Let's take a look at case two:

2) You have the complete opposite over confident guy that will say to himself: "That's fine. There's plenty of fish out there and there are many people who will appreciate me the way I am."

Well, problem solved if the rejection recipient is this type of guy. Life goes on and you didn't hurt anyone, nor did he hurt you. That example above is a bit exaggerated, so let's put also in that category the group of people that understands your response, thanks you for your honesty and moves on quietly.

Whether it falls in category 1 or 2, many wrestlers don't want to accidentally hurt the person on the opposite end. It also goes in hand with what my mother uses to tell me: "If you don't have anything good to say, don't say anything at all."

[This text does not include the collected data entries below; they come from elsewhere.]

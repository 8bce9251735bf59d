// Bitcoin Dev Kit
// Written in 2020 by Alekos Filini <alekos.filini@gmail.com>
//
// Copyright (c) 2020-2021 Bitcoin Dev Kit Developers
//
// This file is licensed under the Apache License, Version 2.0 <LICENSE-APACHE
// or http://www.apache.org/licenses/LICENSE-2.0> or the MIT license
// <LICENSE-MIT or http://opensource.org/licenses/MIT>, at your option.
// You may not use this file except in accordance with one or both of these
// licenses.

use std::convert::AsRef;

use bitcoin::blockdata::transaction::{OutPoint, Transaction, TxOut};
use bitcoin::hash_types::Txid;

use serde::{Deserialize, Serialize};

/// Types of keychains
#[derive(Serialize, Deserialize, Debug, Clone, Copy, PartialEq, Eq, Hash)]
pub enum KeychainKind {
    /// External
    External = 0,
    /// Internal, usually used for change outputs
    Internal = 1,
}

impl KeychainKind {
    /// Return [`KeychainKind`] as a byte
    pub fn as_byte(&self) -> u8 {
        match self {
            KeychainKind::External => b'e',
            KeychainKind::Internal => b'i',
        }
    }
}

impl AsRef<[u8]> for KeychainKind {
    fn as_ref(&self) -> &[u8] {
        match self {
            KeychainKind::External => b"e",
            KeychainKind::Internal => b"i",
        }
    }
}

/// Fee rate
#[derive(Debug, Copy, Clone, PartialEq, PartialOrd)]
// Internally stored as satoshi/vbyte
pub struct FeeRate(f32);

impl FeeRate {
    /// Create a new instance of [`FeeRate`] given a float fee rate in btc/kvbytes
    pub fn from_btc_per_kvb(btc_per_kvb: f32) -> Self {
        FeeRate(btc_per_kvb * 1e5)
    }

    /// Create a new instance of [`FeeRate`] given a float fee rate in satoshi/vbyte
    pub const fn from_sat_per_vb(sat_per_vb: f32) -> Self {
        FeeRate(sat_per_vb)
    }

    /// Create a new [`FeeRate`] with the default min relay fee value
    pub const fn default_min_relay_fee() -> Self {
        FeeRate(1.0)
    }

    /// Return the value as satoshi/vbyte
    pub fn as_sat_per_vb(&self) -> f32 {
        self.0
    }

    /// Calculate the absolute fee in satoshi for a given weight-unit cost
    pub fn fee_wu(&self, wu: usize) -> u64 {
        (wu as f32 * self.0 / 4.0).ceil() as u64
    }

    /// Calculate the absolute fee in satoshi for a given vbyte cost
    pub fn fee_vb(&self, vb: usize) -> u64 {
        (vb as f32 * self.0).ceil() as u64
    }
}

impl std::default::Default for FeeRate {
    fn default() -> Self {
        FeeRate::default_min_relay_fee()
    }
}

/// An unspent output owned by a [`Wallet`].
///
/// [`Wallet`]: crate::Wallet
#[derive(Serialize, Deserialize, Debug, Clone, PartialEq, Eq, Hash)]
pub struct LocalUtxo {
    /// Reference to a transaction output
    pub outpoint: OutPoint,
    /// Transaction output
    pub txout: TxOut,
    /// Type of keychain
    pub keychain: KeychainKind,
}

/// A [`LocalUtxo`] with its `satisfaction_weight`.
#[derive(Debug, Clone, PartialEq)]
pub struct WeightedUtxo {
    /// The weight of the witness data and `scriptSig` expressed in [weight units]. This is used to
    /// properly maintain the feerate when adding this input to a transaction during coin selection.
    ///
    /// [weight units]: https://en.bitcoin.it/wiki/Weight_units
    pub satisfaction_weight: usize,
    /// The UTXO
    pub utxo: LocalUtxo,
}

/// A wallet transaction
#[derive(Serialize, Deserialize, Debug, Clone, PartialEq, Eq)]
pub struct TransactionDetails {
    /// Optional transaction
    pub transaction: Option<Transaction>,
    /// Transaction id
    pub txid: Txid,
    /// Received value (sats)
    pub received: u64,
    /// Sent value (sats)
    pub sent: u64,
    /// Fee value (sats)
    pub fee: u64,
}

With experience, you quickly learn there are actually more than two cases. So let me expand the initial two cases by creating two new ones:

3) The third case would be the persistent guy that will keep on messaging you anyway even if you said "No".

The solution to this is simple, this is where you don't need to reply any further. You said it the first time, you don't need to repeat it again. This also sounds simple but in reality you have the really really persistent ones. There's a block button for that but I met some users who don't want to block in case the person on the other end ends up in anger and retaliates. This actually leads to the fourth case:

4) There's the extreme case where you fall on a psycho that will not accept rejection and will threaten you. Now this leaves a mark and sometimes a permanent trauma.

With today's problems about revenge porn, identity theft and impersonation, with search engines making it easier to track down people and with the increasing cases of hacking worldwide, it may be the reason why many people still don't want to include their faces in their pictures or even reply to someone by saying "Not interested." They don't need to over-analyze whether someone falls in category one, two or three... the risk of falling in category 4 is enough for them to not reply at all when they are not interested. I can understand them myself a little bit: I remember saying to someone that I didn't think our personalities would match for a second encounter and his reply was pretty frightening. Yes, I can just hit the delete button, or even better in my case, delete his profile (although this would be abusing my administrative powers, but that's another story). So, I can understand the impact for someone who is clueless in technology and fears the retaliation of another user.

Similarly to the four types of users who handle rejection, you have to put the two types of people who handles threats.

1) Many just laugh and delete the message and/or block the user.

2) Others are scared and wonder what the user on the other end is capable of. So why bother with a reply that can explode in your face if you can just instead... not reply at all?

In fact, to this day this is the reason why the blocking system on my site is a silent one instead of a flashing one that tells the other party that you blocked his profile. Because I've been through this myself. In my case, I can laugh, but I think of the other users who instead become shrouded with fear.

Anyway, this is still a subject for debate. I'll continue on this topic another time.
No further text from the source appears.